> [Brief]: Could you show each line of the records that contains the word "PoisonError"?

Saved entries
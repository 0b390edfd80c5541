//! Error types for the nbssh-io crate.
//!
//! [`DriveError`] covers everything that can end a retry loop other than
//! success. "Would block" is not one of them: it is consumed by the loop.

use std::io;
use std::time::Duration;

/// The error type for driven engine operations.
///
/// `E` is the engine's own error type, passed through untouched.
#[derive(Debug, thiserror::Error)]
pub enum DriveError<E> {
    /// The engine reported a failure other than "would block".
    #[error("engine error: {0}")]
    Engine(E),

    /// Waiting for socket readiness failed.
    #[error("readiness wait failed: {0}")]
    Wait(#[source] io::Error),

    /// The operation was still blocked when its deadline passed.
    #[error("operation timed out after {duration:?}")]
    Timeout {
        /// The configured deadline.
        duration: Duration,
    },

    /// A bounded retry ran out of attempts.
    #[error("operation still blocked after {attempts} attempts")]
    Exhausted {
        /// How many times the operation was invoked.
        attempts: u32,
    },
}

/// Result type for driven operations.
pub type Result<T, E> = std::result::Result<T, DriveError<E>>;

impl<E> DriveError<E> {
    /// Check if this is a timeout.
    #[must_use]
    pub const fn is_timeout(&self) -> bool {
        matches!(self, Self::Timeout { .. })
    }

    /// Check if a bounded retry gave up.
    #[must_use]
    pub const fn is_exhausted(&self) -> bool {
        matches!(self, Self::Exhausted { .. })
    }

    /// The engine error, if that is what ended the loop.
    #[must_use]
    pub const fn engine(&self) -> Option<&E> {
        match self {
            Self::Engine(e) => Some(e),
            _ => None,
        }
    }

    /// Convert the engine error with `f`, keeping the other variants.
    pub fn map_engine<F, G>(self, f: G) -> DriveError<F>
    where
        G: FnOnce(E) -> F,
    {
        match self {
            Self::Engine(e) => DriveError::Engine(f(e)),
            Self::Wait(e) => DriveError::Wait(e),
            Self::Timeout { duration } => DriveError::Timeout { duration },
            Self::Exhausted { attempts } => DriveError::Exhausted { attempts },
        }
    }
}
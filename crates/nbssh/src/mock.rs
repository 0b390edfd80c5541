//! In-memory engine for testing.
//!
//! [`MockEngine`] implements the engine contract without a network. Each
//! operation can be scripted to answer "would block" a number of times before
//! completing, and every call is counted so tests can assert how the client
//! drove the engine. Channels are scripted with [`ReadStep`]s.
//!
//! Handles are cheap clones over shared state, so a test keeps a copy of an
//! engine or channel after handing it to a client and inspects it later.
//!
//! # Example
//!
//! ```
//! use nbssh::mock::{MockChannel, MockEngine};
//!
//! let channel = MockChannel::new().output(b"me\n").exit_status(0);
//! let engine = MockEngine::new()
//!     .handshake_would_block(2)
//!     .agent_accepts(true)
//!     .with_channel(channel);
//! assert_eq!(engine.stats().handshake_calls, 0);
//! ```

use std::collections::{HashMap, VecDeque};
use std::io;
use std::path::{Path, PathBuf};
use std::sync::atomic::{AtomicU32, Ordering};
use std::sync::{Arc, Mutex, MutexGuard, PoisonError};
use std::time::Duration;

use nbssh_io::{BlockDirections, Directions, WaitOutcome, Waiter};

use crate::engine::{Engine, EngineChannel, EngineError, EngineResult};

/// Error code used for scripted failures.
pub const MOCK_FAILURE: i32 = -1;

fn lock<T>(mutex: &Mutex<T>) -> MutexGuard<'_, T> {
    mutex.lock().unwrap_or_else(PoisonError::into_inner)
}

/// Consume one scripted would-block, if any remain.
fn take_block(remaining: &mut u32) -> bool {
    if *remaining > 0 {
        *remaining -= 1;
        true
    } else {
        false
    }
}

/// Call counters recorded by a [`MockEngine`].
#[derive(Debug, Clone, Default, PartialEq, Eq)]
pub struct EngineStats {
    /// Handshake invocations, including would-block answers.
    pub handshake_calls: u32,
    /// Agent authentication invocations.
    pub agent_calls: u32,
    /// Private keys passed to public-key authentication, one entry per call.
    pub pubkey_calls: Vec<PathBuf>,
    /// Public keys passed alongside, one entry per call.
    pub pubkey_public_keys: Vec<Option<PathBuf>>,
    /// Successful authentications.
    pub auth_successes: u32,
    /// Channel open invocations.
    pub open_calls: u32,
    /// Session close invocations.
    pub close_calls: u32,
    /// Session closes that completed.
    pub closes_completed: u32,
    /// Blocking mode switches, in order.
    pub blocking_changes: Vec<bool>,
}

> [Exercise result]:
use std::sync::{Arc, Mutex, MutexGuard, PoisonError};
    mutex.lock().unwrap_or_else(PoisonError::into_inner)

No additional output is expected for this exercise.